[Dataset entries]
:::::
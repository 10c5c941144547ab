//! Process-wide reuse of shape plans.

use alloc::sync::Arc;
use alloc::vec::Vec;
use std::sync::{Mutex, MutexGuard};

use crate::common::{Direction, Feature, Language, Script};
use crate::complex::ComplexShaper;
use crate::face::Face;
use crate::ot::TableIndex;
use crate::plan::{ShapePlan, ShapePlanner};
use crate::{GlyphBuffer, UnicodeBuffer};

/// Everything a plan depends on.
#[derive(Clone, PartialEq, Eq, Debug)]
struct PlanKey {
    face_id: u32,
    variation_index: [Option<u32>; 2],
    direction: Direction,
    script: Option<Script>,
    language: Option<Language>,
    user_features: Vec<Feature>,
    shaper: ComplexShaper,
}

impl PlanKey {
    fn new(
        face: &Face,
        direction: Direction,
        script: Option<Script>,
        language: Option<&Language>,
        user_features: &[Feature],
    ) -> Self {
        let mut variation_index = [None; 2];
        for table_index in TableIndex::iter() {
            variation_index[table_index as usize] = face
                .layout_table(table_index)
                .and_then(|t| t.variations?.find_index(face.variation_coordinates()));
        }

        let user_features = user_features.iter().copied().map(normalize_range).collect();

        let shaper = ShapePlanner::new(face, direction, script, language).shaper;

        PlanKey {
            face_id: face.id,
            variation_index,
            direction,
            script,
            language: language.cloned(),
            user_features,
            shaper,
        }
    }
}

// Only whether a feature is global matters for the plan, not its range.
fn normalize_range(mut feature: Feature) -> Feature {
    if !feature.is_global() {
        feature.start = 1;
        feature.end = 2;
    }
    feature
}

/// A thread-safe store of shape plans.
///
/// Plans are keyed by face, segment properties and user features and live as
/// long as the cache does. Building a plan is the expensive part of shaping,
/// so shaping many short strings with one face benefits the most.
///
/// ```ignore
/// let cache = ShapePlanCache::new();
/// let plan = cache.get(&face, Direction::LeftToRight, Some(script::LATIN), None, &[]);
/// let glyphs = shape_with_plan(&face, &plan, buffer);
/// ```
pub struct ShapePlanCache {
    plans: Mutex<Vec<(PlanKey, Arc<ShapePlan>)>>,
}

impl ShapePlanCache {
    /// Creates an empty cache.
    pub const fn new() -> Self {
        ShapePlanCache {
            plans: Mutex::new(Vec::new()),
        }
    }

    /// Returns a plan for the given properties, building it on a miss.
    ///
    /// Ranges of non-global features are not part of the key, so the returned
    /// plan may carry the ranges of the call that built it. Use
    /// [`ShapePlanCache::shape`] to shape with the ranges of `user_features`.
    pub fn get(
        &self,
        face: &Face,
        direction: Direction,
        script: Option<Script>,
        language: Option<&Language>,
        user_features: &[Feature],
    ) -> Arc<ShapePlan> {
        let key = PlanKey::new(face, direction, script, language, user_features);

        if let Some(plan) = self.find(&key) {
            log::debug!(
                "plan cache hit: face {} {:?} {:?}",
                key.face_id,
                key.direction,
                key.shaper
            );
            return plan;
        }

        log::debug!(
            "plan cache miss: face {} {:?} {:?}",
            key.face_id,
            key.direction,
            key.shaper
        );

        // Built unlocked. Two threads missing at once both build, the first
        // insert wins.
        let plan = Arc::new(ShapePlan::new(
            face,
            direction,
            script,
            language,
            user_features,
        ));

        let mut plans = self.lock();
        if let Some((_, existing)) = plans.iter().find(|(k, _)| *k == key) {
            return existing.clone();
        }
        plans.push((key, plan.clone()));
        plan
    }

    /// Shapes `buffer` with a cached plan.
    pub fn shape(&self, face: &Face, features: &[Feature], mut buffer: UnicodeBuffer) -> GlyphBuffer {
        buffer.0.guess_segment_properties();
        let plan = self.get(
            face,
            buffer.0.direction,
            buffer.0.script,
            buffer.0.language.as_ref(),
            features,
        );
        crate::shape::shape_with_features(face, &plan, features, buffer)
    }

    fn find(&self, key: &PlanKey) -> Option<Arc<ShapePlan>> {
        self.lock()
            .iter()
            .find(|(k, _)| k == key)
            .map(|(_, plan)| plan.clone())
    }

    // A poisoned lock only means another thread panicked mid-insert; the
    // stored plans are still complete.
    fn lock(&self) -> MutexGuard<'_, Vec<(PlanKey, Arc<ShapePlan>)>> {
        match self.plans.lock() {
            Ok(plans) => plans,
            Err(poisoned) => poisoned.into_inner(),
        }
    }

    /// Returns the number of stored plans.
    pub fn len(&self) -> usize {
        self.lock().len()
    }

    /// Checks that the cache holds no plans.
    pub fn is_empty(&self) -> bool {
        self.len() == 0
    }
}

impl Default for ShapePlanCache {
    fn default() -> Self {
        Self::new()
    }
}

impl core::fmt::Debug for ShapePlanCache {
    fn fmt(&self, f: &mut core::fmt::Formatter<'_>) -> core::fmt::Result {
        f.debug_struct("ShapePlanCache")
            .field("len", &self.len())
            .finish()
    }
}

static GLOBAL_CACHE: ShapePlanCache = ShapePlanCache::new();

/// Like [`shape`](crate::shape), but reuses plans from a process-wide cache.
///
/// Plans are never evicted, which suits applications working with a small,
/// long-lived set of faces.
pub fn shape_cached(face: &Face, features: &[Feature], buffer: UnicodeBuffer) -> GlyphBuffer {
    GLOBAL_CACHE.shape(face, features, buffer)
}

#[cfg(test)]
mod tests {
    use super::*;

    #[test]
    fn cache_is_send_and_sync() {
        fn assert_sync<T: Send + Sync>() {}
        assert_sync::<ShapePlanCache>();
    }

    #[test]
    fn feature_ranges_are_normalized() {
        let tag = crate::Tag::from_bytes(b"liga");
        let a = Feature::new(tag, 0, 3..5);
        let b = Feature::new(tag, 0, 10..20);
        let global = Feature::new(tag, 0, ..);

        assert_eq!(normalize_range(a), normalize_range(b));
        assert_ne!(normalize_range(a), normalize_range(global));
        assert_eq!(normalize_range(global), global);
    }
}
:::::
Go through the entries and report every line with the string "that".

    /// plan may carry the ranges of the call that built it. Use
    /// Checks that the cache holds no plans.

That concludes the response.